Re: [PATCH 0/4] 3- and 4- copy RAID1

Goffredo Baroncelli Fri, 20 Jul 2018 10:13:35 -0700

On 07/19/2018 09:10 PM, Austin S. Hemmelgarn wrote:
> On 2018-07-19 13:29, Goffredo Baroncelli wrote:
[...]
>>
>> So until now you are repeating what I told: the only useful raid profile are
>> - striping
>> - mirroring
>> - striping+paring (even limiting the number of disk involved)
>> - striping+mirroring
> 
> No, not quite.  At least, not in the combinations you're saying make sense if 
> you are using standard terminology.  RAID05 and RAID06 are not the same thing 
> as 'striping+parity' as BTRFS implements that case, and can be significantly 
> more optimized than the trivial implementation of just limiting the number of 
> disks involved in each chunk (by, you know, actually striping just like what 
> we currently call raid10 mode in BTRFS does).


Could you provide more information ?

>>
>>>
>>> RAID15 and RAID16 are a similar case to RAID51 and RAID61, except they 
>>> might actually make sense in BTRFS to provide a backup means of rebuilding 
>>> blocks that fail checksum validation if both copies fail.
>> If you need further redundancy, it is easy to implement a parity3 and 
>> parity4 raid profile instead of stacking a raid6+raid1
> I think you're misunderstanding what I mean here.
> 
> RAID15/16 consist of two layers:
> * The top layer is regular RAID1, usually limited to two copies.
> * The lower layer is RAID5 or RAID6.
> 
> This means that the lower layer can validate which of the two copies in the 
> upper layer is correct when they don't agree.  

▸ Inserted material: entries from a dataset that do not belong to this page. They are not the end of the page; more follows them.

use async_trait::async_trait;
use parking_lot::Mutex;
use prayer_backend::infrastructure::repositories::StorageRepository;
use std::path::Path;

pub const BUCKET_URL: &str = "https://prayers.s3.eu-west-1.amazonaws.com";

#[derive(Debug, Clone, PartialEq)]
pub struct StoredObject {
    pub key: String,
    pub body: Vec<u8>,
    pub content_type: String,
}

/// Object store kept in memory, listing in insertion order
#[derive(Default)]
pub struct InMemoryStorage {
    objects: Mutex<Vec<StoredObject>>,
    failing_prefix: Mutex<Option<String>>,
}

#[allow(dead_code)]
impl InMemoryStorage {
    pub fn insert(&self, key: &str, body: &[u8], content_type: &str) {
        self.objects.lock().push(StoredObject {
            key: key.to_string(),
            body: body.to_vec(),
            content_type: content_type.to_string(),
        });
    }

    pub fn objects(&self) -> Vec<StoredObject> {
        self.objects.lock().clone()
    }

    /// Make every upload whose key starts with `prefix` fail
    pub fn fail_uploads_with_prefix(&self, prefix: &str) {
        *self.failing_prefix.lock() = Some(prefix.to_string());
    }
}

#[async_trait]
impl StorageRepository for InMemoryStorage {
    async fn put_file(&self, key: &str, path: &Path, content_type: &str) -> Result<(), String> {
        let failing_prefix = self.failing_prefix.lock().clone();
        if failing_prefix.is_some_and(|prefix| key.starts_with(&prefix)) {
            return Err(format!("AccessDenied for {}", key));
        }

        let body = tokio::fs::read(path).await.map_err(|e| e.to_string())?;
        self.insert(key, &body, content_type);
        Ok(())
    }

    async fn list_keys(&self) -> Result<Vec<String>, String> {
        Ok(self.objects.lock().iter().map(|o| o.key.clone()).collect())
    }

    async fn get_text(&self, key: &str) -> Result<Option<String>, String> {
        Ok(self
            .objects
            .lock()
            .iter()
            .find(|o| o.key == key)
            .map(|o| String::from_utf8_lossy(&o.body).into_owned()))
    }

    fn public_url(&self, key: &str) -> String {
        format!("{}/{}", BUCKET_URL, key)
    }
}
use anyhow::Result;
use http_body_util::{BodyExt, Full};
use hyper::{body::Bytes, Method, Request, Response, StatusCode};
use hyper_util::client::legacy::Client;
use hyper_util::rt::TokioExecutor;
use serde::de::DeserializeOwned;
use serde::Serialize;
use serde_json::Value;
use std::collections::HashMap;

#[derive(Clone)]
pub struct TestClient {
    base_url: String,
    client: Client<hyper_util::client::legacy::connect::HttpConnector, Full<Bytes>>,
}

#[allow(dead_code)]
impl TestClient {
    pub fn new(base_url: &str) -> Self {
        let client = Client::builder(TokioExecutor::new()).build_http();
        Self {
            base_url: base_url.to_string(),
            client,
        }
    }

    pub async fn get(&self, path: &str) -> Result<ApiResponse> {
        self.request(Method::GET, path, None, &[]).await
    }

    pub async fn get_with_headers(
        &self,
        path: &str,
        headers: &[(&str, &str)],
    ) -> Result<ApiResponse> {
        self.request(Method::GET, path, None, headers).await
    }

    pub async fn post<T: Serialize>(&self, path: &str, body: &T) -> Result<ApiResponse> {
        let bytes = Bytes::from(serde_json::to_vec(body)?);
        self.request(Method::POST, path, Some(bytes), &[]).await
    }

    /// POST an arbitrary body labelled as JSON
    pub async fn post_raw(&self, path: &str, body: &str) -> Result<ApiResponse> {
        self.request(Method::POST, path, Some(Bytes::from(body.to_string())), &[])
            .await
    }

    async fn request(
        &self,
        method: Method,
        path: &str,
        body: Option<Bytes>,
        headers: &[(&str, &str)],
    ) -> Result<ApiResponse> {
        let url = format!("{}{}", self.base_url, path);
        let mut req_builder = Request::builder().method(method).uri(&url);

        for (name, value) in headers {
            req_builder = req_builder.header(*name, *value);
        }

        let body_bytes = if let Some(body) = body {
            req_builder = req_builder.header("Content-Type", "application/json");
            Full::new(body)
        } else {
            Full::new(Bytes::new())
        };

        let request = req_builder.body(body_bytes)?;
        let response = self.client.request(request).await?;

        ApiResponse::from_response(response).await
    }
}

pub struct ApiResponse {
    pub status: StatusCode,
    pub body: Option<Value>,
    pub body_bytes: Vec<u8>,
    pub headers: HashMap<String, String>,
}

#[allow(dead_code)]
impl ApiResponse {
    async fn from_response(response: Response<hyper::body::Incoming>) -> Result<Self> {
        let status = response.status();
        let headers = response
            .headers()
            .iter()
            .filter_map(|(k, v)| v.to_str().ok().map(|v| (k.to_string(), v.to_string())))
            .collect();

        let body_bytes = response.into_body().collect().await?.to_bytes().to_vec();

        let body = if !body_bytes.is_empty() {
            serde_json::from_slice(&body_bytes).ok()
        } else {
            None
        };

        Ok(Self {
            status,
            body,
            body_bytes,
            headers,
        })
    }

    pub fn assert_status(&self, expected: StatusCode) -> &Self {
        assert_eq!(
            self.status,
            expected,
            "Expected status {} but got {}. Body: {}",
            expected,
            self.status,
            self.text()
        );
        self
    }

    /// Plain-text body, as returned by errors and /health
    pub fn text(&self) -> String {
        String::from_utf8_lossy(&self.body_bytes).into_owned()
    }

    pub fn assert_text(&self, expected: &str) -> &Self {
        assert_eq!(self.text(), expected);
        self
    }

    pub fn json<T: DeserializeOwned>(&self) -> Result<T> {
        Ok(serde_json::from_slice(&self.body_bytes)?)
    }

    pub fn header(&self, name: &str) -> Option<&String> {
        self.headers.get(name)
    }

    pub fn assert_header_exists(&self, name: &str) -> &Self {
        assert!(
            self.headers.contains_key(name),
            "Header '{}' not found",
            name
        );
        self
    }
}
use serde::{Deserialize, Serialize};
use std::str::FromStr;

use super::error::CatalogError;

/// Languages a prayer can be generated and spoken in
#[derive(Debug, Clone, Copy, PartialEq, Eq, Hash, Serialize, Deserialize)]
#[serde(rename_all = "lowercase")]
pub enum Language {
    English,
    French,
    Arabic,
}

impl Language {
    pub const ALL: [Language; 3] = [Language::English, Language::French, Language::Arabic];

    /// Catalog key, also used as the artifact key suffix
    pub fn as_str(&self) -> &'static str {
        match self {
            Language::English => "english",
            Language::French => "french",
            Language::Arabic => "arabic",
        }
    }
}

impl std::fmt::Display for Language {
    fn fmt(&self, f: &mut std::fmt::Formatter<'_>) -> std::fmt::Result {
        write!(f, "{}", self.as_str())
    }
}

impl FromStr for Language {
    type Err = CatalogError;

    fn from_str(s: &str) -> Result<Self, Self::Err> {
        Language::ALL
            .into_iter()
            .find(|language| language.as_str() == s)
            .ok_or_else(|| CatalogError::InvalidLanguage(s.to_string()))
    }
}
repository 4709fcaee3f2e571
pub mod controllers;
pub mod domain;
pub mod error;
pub mod infrastructure;
use crate::error::{PresenterJsonError, PresenterOutputError};
use crate::event::{AnchorId, Event, EventData, ScalarStyle};
use crate::tag::{TagId, TagLibrary};
use crate::type_hint::{guess_type, TypeHint};

#[derive(Copy, Clone, PartialEq, Eq, Debug)]
pub enum Style {
    /// Shortest legal rendering: flow everywhere, minimal tags/anchors.
    Minimal,
    /// Smart block/flow choice per container; the common default.
    Default,
    /// Fully tagged, flow throughout, one pair per line.
    Canonical,
    /// Flow, JSON-compatible scalars only.
    Json,
    /// Block style everywhere, never flow.
    BlockOnly,
}

#[derive(Copy, Clone, PartialEq, Eq, Debug)]
pub enum Newline {
    Lf,
    CrLf,
    PlatformDefault,
}

impl Newline {
    fn as_str(self) -> &'static str {
        match self {
            Newline::Lf => "\n",
            Newline::CrLf => "\r\n",
            Newline::PlatformDefault => {
                if cfg!(windows) {
                    "\r\n"
                } else {
                    "\n"
                }
            }
        }
    }
}

#[derive(Copy, Clone, PartialEq, Eq, Debug)]
pub enum OutputVersion {
    V1_2,
    V1_1,
    None,
}

#[derive(Copy, Clone, PartialEq, Eq, Debug)]
pub enum AnchorStyle {
    /// Never emit anchors; a hard error if any alias is present.
    None,
    /// Emit an anchor only on nodes a later alias actually references.
    Tidy,
    /// Emit an anchor on every anchored node, referenced or not.
    Always,
}

#[derive(Copy, Clone, Debug)]
pub struct PresenterOptions {
    pub style: Style,
    pub indent_step: u32,
    pub newlines: Newline,
    pub output_version: OutputVersion,
    pub anchor_style: AnchorStyle,
    pub max_line_length: u32,
}

impl Default for PresenterOptions {
    fn default() -> Self {
        PresenterOptions {
            style: Style::Default,
            indent_step: 2,
            newlines: Newline::Lf,
            output_version: OutputVersion::None,
            anchor_style: AnchorStyle::Tidy,
            max_line_length: 80,
        }
    }
}

/// Soft budget: a container renders in flow if its approximate inline
/// length would be at or under this many columns.
const FLOW_WIDTH_BUDGET: usize = 60;

pub struct Presenter<W> {
    writer: W,
    options: PresenterOptions,
    anchor_names: HashMap<AnchorId, String>,
    next_anchor_ordinal: u32,
}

This happens only because there is a redundancy greater than 1. Anyway BTRFS 
has the checksum, which helps a lot in this area

> It doesn't really provide significantly better redundancy (they can 
> technically sustain more disk failures without failing completely than simple 
> two-copy RAID1 can, but just like BTRFS raid10, they can't reliably survive 
> more than one (or two if you're using RAID6 as the lower layer) disk 
> failure), so it does not do the same thing that higher-order parity does.
>>
>>>>
>>>> The fact that you can combine striping and mirroring (or pairing) makes 
>>>> sense because you could have a speed gain (see below).
>>>> [....]
>>>>>>>
>>>>>>> As someone else pointed out, md/lvm-raid10 already work like this.
>>>>>>> What btrfs calls raid10 is somewhat different, but btrfs raid1 pretty
>>>>>>> much works this way except with huge (gig size) chunks.
>>>>>>
>>>>>> As implemented in BTRFS, raid1 doesn't have striping.
>>>>>
>>>>> The argument is that because there's only two copies, on multi-device
>>>>> btrfs raid1 with 4+ devices of equal size so chunk allocations tend to
>>>>> alternate device pairs, it's effectively striped at the macro level, with
>>>>> the 1 GiB device-level chunks effectively being huge individual device
>>>>> strips of 1 GiB.
>>>>
>>>> The striping concept is based to the fact that if the "stripe size" is 
>>>> small enough you have a speed benefit because the reads may be performed 
>>>> in parallel from different disks.
>>> That's not the only benefit of striping though.  The other big one is that 
>>> you now have one volume that's the combined size of both of the original 
>>> devices.  Striping is arguably better for this even if you're using a large 
>>> stripe size because it better balances the wear across the devices than 
>>> simple concatenation.
>>
>> Striping means that the data is interleaved between the disks with a 
>> reasonable "block unit". Otherwise which would be the difference between 
>> btrfs-raid0 and btrfs-single ?
> Single mode guarantees that any file less than the chunk size in length will 
> either be completely present or completely absent if one of the devices 
> fails.  BTRFS raid0 mode does not provide any such guarantee, and in fact 
> guarantees that all files that are larger than the stripe unit size (however 
> much gets put on one disk before moving to the next) will all lose data if a 
> device fails.
> 
> Stupid as it sounds, this matters for some people.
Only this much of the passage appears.